(Task directions) Which lines below contain "matches"? Pull them out.

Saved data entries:

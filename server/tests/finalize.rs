//! Booking finalizer behaviour against the in-memory store.
//!
//! Run with: `cargo test --test finalize`

mod common;

use rust_decimal_macros::dec;
use std::sync::Arc;

use common::{signed_callback, Fixture, RecordingNotifier};
use settlement_server::models::BookingStatus;
use settlement_server::settlement::{PaymentCallback, SettlementError};

#[tokio::test]
async fn test_valid_callback_confirms_booking() {
    let fx = Fixture::new(10).await;
    let buyer = fx.buyer().await;
    let booking = fx.pending_booking(buyer, 2).await;
    let finalizer = fx.finalizer();

    let outcome = finalizer
        .finalize(&signed_callback(&booking.order_ref, "pay_001"))
        .await
        .unwrap();

    assert!(!outcome.replayed);
    assert_eq!(outcome.booking.id, booking.id);
    assert_eq!(outcome.booking.status, BookingStatus::Success);
    assert_eq!(outcome.booking.payment_ref.as_deref(), Some("pay_001"));
    assert!(outcome.booking.confirmed_at.is_some());
    assert_eq!(fx.committed().await, 2);

    let breakdown = outcome.breakdown.unwrap();
    assert_eq!(breakdown.amount, dec!(1000.00));
    assert_eq!(breakdown.amount_with_tax, dec!(1239.00));
    assert_eq!(breakdown.net_payable_to_vendor, dec!(935.00));

    outcome.notification.unwrap().await.unwrap();
    let receipts = fx.notifier.receipts.lock().unwrap();
    assert_eq!(receipts.len(), 1);
    assert_eq!(receipts[0].booking.id, booking.id);
    assert_eq!(receipts[0].breakdown, breakdown);
    assert_eq!(receipts[0].context.event_title, "Sunday Badminton Doubles");
}

#[tokio::test]
async fn test_registered_vendor_payout() {
    let fx = Fixture::tax_registered(10).await;
    let buyer = fx.buyer().await;
    let booking = fx.pending_booking(buyer, 2).await;

    let outcome = fx
        .finalizer()
        .finalize(&signed_callback(&booking.order_ref, "pay_001"))
        .await
        .unwrap();

    let breakdown = outcome.breakdown.unwrap();
    assert_eq!(breakdown.amount_payable_to_vendor, dec!(1180.00));
    assert_eq!(breakdown.net_payable, dec!(1174.00));
    assert_eq!(breakdown.net_payable_to_vendor, dec!(1115.00));
}

#[tokio::test]
async fn test_replayed_callback_commits_seats_once() {
    let fx = Fixture::new(10).await;
    let buyer = fx.buyer().await;
    let booking = fx.pending_booking(buyer, 3).await;
    let finalizer = fx.finalizer();
    let callback = signed_callback(&booking.order_ref, "pay_001");

    let first = finalizer.finalize(&callback).await.unwrap();
    first.notification.unwrap().await.unwrap();
    let second = finalizer.finalize(&callback).await.unwrap();

    assert!(!first.replayed);
    assert!(second.replayed);
    assert_eq!(second.booking.status, BookingStatus::Success);
    assert!(second.notification.is_none());
    assert_eq!(fx.committed().await, 3);
    assert_eq!(fx.notifier.count(), 1);
}

#[tokio::test(flavor = "multi_thread", worker_threads = 4)]
async fn test_concurrent_duplicate_callbacks_commit_once() {
    let fx = Fixture::new(10).await;
    let buyer = fx.buyer().await;
    let booking = fx.pending_booking(buyer, 2).await;
    let finalizer = Arc::new(fx.finalizer());
    let callback = signed_callback(&booking.order_ref, "pay_001");

    let handles: Vec<_> = (0..16)
        .map(|_| {
            let finalizer = Arc::clone(&finalizer);
            let callback = callback.clone();
            tokio::spawn(async move { finalizer.finalize(&callback).await })
        })
        .collect();

    let mut fresh = 0;
    for handle in handles {
        let outcome = handle.await.unwrap().unwrap();
        if !outcome.replayed {
            fresh += 1;
        }
    }

    assert_eq!(fresh, 1);
    assert_eq!(fx.committed().await, 2);
}

#[tokio::test]
async fn test_bad_signature_changes_nothing() {
    let fx = Fixture::new(10).await;
    let buyer = fx.buyer().await;
    let booking = fx.pending_booking(buyer, 2).await;
    let finalizer = fx.finalizer();

    let mut callback = signed_callback(&booking.order_ref, "pay_001");
    let flipped = if callback.signature.starts_with('0') { "1" } else { "0" };
    callback.signature.replace_range(0..1, flipped);

    let err = finalizer.finalize(&callback).await.unwrap_err();

    assert!(matches!(err, SettlementError::VerificationFailed));
    assert_eq!(fx.status_of(&booking.order_ref).await, Some(BookingStatus::Pending));
    assert_eq!(fx.committed().await, 0);
    assert_eq!(fx.notifier.count(), 0);
}

#[tokio::test]
async fn test_signature_for_other_payment_is_rejected() {
    let fx = Fixture::new(10).await;
    let buyer = fx.buyer().await;
    let booking = fx.pending_booking(buyer, 1).await;

    let mut callback = signed_callback(&booking.order_ref, "pay_001");
    callback.payment_ref = "pay_002".to_string();

    let err = fx.finalizer().finalize(&callback).await.unwrap_err();
    assert!(matches!(err, SettlementError::VerificationFailed));
}

#[tokio::test]
async fn test_missing_signature_is_malformed() {
    let fx = Fixture::new(10).await;
    let callback = PaymentCallback {
        order_ref: "order_1".to_string(),
        payment_ref: "pay_1".to_string(),
        signature: String::new(),
    };

    let err = fx.finalizer().finalize(&callback).await.unwrap_err();
    assert!(matches!(err, SettlementError::MalformedCallback(_)));
}

#[tokio::test]
async fn test_unknown_order_is_not_found() {
    let fx = Fixture::new(10).await;

    let err = fx
        .finalizer()
        .finalize(&signed_callback("order_missing", "pay_001"))
        .await
        .unwrap_err();

    assert!(matches!(err, SettlementError::BookingNotFound(ref order) if order == "order_missing"));
    assert_eq!(fx.committed().await, 0);
}

#[tokio::test]
async fn test_booking_of_unknown_buyer_is_left_untouched() {
    let fx = Fixture::new(10).await;
    let booking = fx.pending_booking(uuid::Uuid::new_v4(), 2).await;

    let err = fx
        .finalizer()
        .finalize(&signed_callback(&booking.order_ref, "pay_001"))
        .await
        .unwrap_err();

    assert!(matches!(err, SettlementError::BookingContextMissing(id) if id == booking.id));
    assert_eq!(fx.committed().await, 0);
    assert_eq!(fx.status_of(&booking.order_ref).await, Some(BookingStatus::Pending));
}

#[tokio::test]
async fn test_over_capacity_leaves_booking_pending() {
    let fx = Fixture::new(3).await;
    let buyer = fx.buyer().await;
    let booking = fx.pending_booking(buyer, 4).await;

    let err = fx
        .finalizer()
        .finalize(&signed_callback(&booking.order_ref, "pay_001"))
        .await
        .unwrap_err();

    match err {
        SettlementError::CapacityExceeded {
            capacity,
            committed,
            requested,
            ..
        } => assert_eq!((capacity, committed, requested), (3, 0, 4)),
        other => panic!("expected capacity error, got {:?}", other),
    }
    assert_eq!(fx.status_of(&booking.order_ref).await, Some(BookingStatus::Pending));
    assert_eq!(fx.committed().await, 0);
    assert_eq!(fx.notifier.count(), 0);
}

#[tokio::test(flavor = "multi_thread", worker_threads = 8)]
async fn test_concurrent_confirmations_never_oversell() {
    const CAPACITY: i32 = 5;
    const BUYERS: usize = 24;

    let fx = Fixture::new(CAPACITY).await;
    let mut callbacks = Vec::new();
    for i in 0..BUYERS {
        let buyer = fx.buyer().await;
        let booking = fx.pending_booking(buyer, 1).await;
        callbacks.push(signed_callback(&booking.order_ref, &format!("pay_{:03}", i)));
    }
    let finalizer = Arc::new(fx.finalizer());

    let handles: Vec<_> = callbacks
        .into_iter()
        .map(|callback| {
            let finalizer = Arc::clone(&finalizer);
            tokio::spawn(async move { finalizer.finalize(&callback).await })
        })
        .collect();

    let mut confirmed = 0;
    let mut rejected = 0;
    for handle in handles {
        match handle.await.unwrap() {
            Ok(_) => confirmed += 1,
            Err(SettlementError::CapacityExceeded { .. }) => rejected += 1,
            Err(other) => panic!("unexpected error: {:?}", other),
        }
    }

    assert_eq!(confirmed, CAPACITY as usize);
    assert_eq!(rejected, BUYERS - CAPACITY as usize);
    assert_eq!(fx.committed().await, CAPACITY);
}

#[tokio::test]
async fn test_subscription_slot_has_no_ceiling() {
    let fx = Fixture::subscription().await;
    let finalizer = fx.finalizer();

    for i in 0..3 {
        let buyer = fx.buyer().await;
        let booking = fx.pending_booking(buyer, 4).await;
        finalizer
            .finalize(&signed_callback(&booking.order_ref, &format!("pay_{}", i)))
            .await
            .unwrap();
    }

    assert_eq!(fx.committed().await, 12);
}

#[tokio::test]
async fn test_confirmation_discards_abandoned_checkouts() {
    let fx = Fixture::new(10).await;
    let buyer = fx.buyer().await;
    let abandoned = fx.pending_booking(buyer, 1).await;
    let retried = fx.pending_booking(buyer, 1).await;
    let paid = fx.pending_booking(buyer, 1).await;
    let other_buyer = fx.buyer().await;
    let unrelated = fx.pending_booking(other_buyer, 1).await;
    let finalizer = fx.finalizer();

    finalizer
        .finalize(&signed_callback(&paid.order_ref, "pay_001"))
        .await
        .unwrap();

    assert_eq!(fx.status_of(&paid.order_ref).await, Some(BookingStatus::Success));
    assert_eq!(fx.status_of(&abandoned.order_ref).await, None);
    assert_eq!(fx.status_of(&retried.order_ref).await, None);
    assert_eq!(fx.status_of(&unrelated.order_ref).await, Some(BookingStatus::Pending));

    let err = finalizer
        .finalize(&signed_callback(&abandoned.order_ref, "pay_002"))
        .await
        .unwrap_err();
    assert!(matches!(err, SettlementError::BookingNotFound(_)));
    assert_eq!(fx.committed().await, 1);
}

#[tokio::test]
async fn test_failed_booking_cannot_be_confirmed() {
    let fx = Fixture::new(10).await;
    let buyer = fx.buyer().await;
    let booking = fx
        .booking_with_status(buyer, 1, BookingStatus::Failed)
        .await;

    let err = fx
        .finalizer()
        .finalize(&signed_callback(&booking.order_ref, "pay_001"))
        .await
        .unwrap_err();

    assert!(matches!(
        err,
        SettlementError::InvalidTransition {
            from: BookingStatus::Failed,
            ..
        }
    ));
    assert_eq!(fx.committed().await, 0);
}

#[tokio::test]
async fn test_notification_failure_does_not_undo_confirmation() {
    let fx = Fixture::with_notifier(10, RecordingNotifier::failing()).await;
    let buyer = fx.buyer().await;
    let booking = fx.pending_booking(buyer, 2).await;

    let outcome = fx
        .finalizer()
        .finalize(&signed_callback(&booking.order_ref, "pay_001"))
        .await
        .unwrap();
    outcome.notification.unwrap().await.unwrap();

    assert_eq!(fx.notifier.count(), 1);
    assert_eq!(fx.status_of(&booking.order_ref).await, Some(BookingStatus::Success));
    assert_eq!(fx.committed().await, 2);
}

(Problem solution)
    assert!(matches!(err, SettlementError::VerificationFailed));
    assert!(matches!(err, SettlementError::VerificationFailed));
    assert!(matches!(err, SettlementError::MalformedCallback(_)));
    assert!(matches!(err, SettlementError::BookingNotFound(ref order) if order == "order_missing"));
    assert!(matches!(err, SettlementError::BookingContextMissing(id) if id == booking.id));
    assert!(matches!(err, SettlementError::BookingNotFound(_)));
    assert!(matches!(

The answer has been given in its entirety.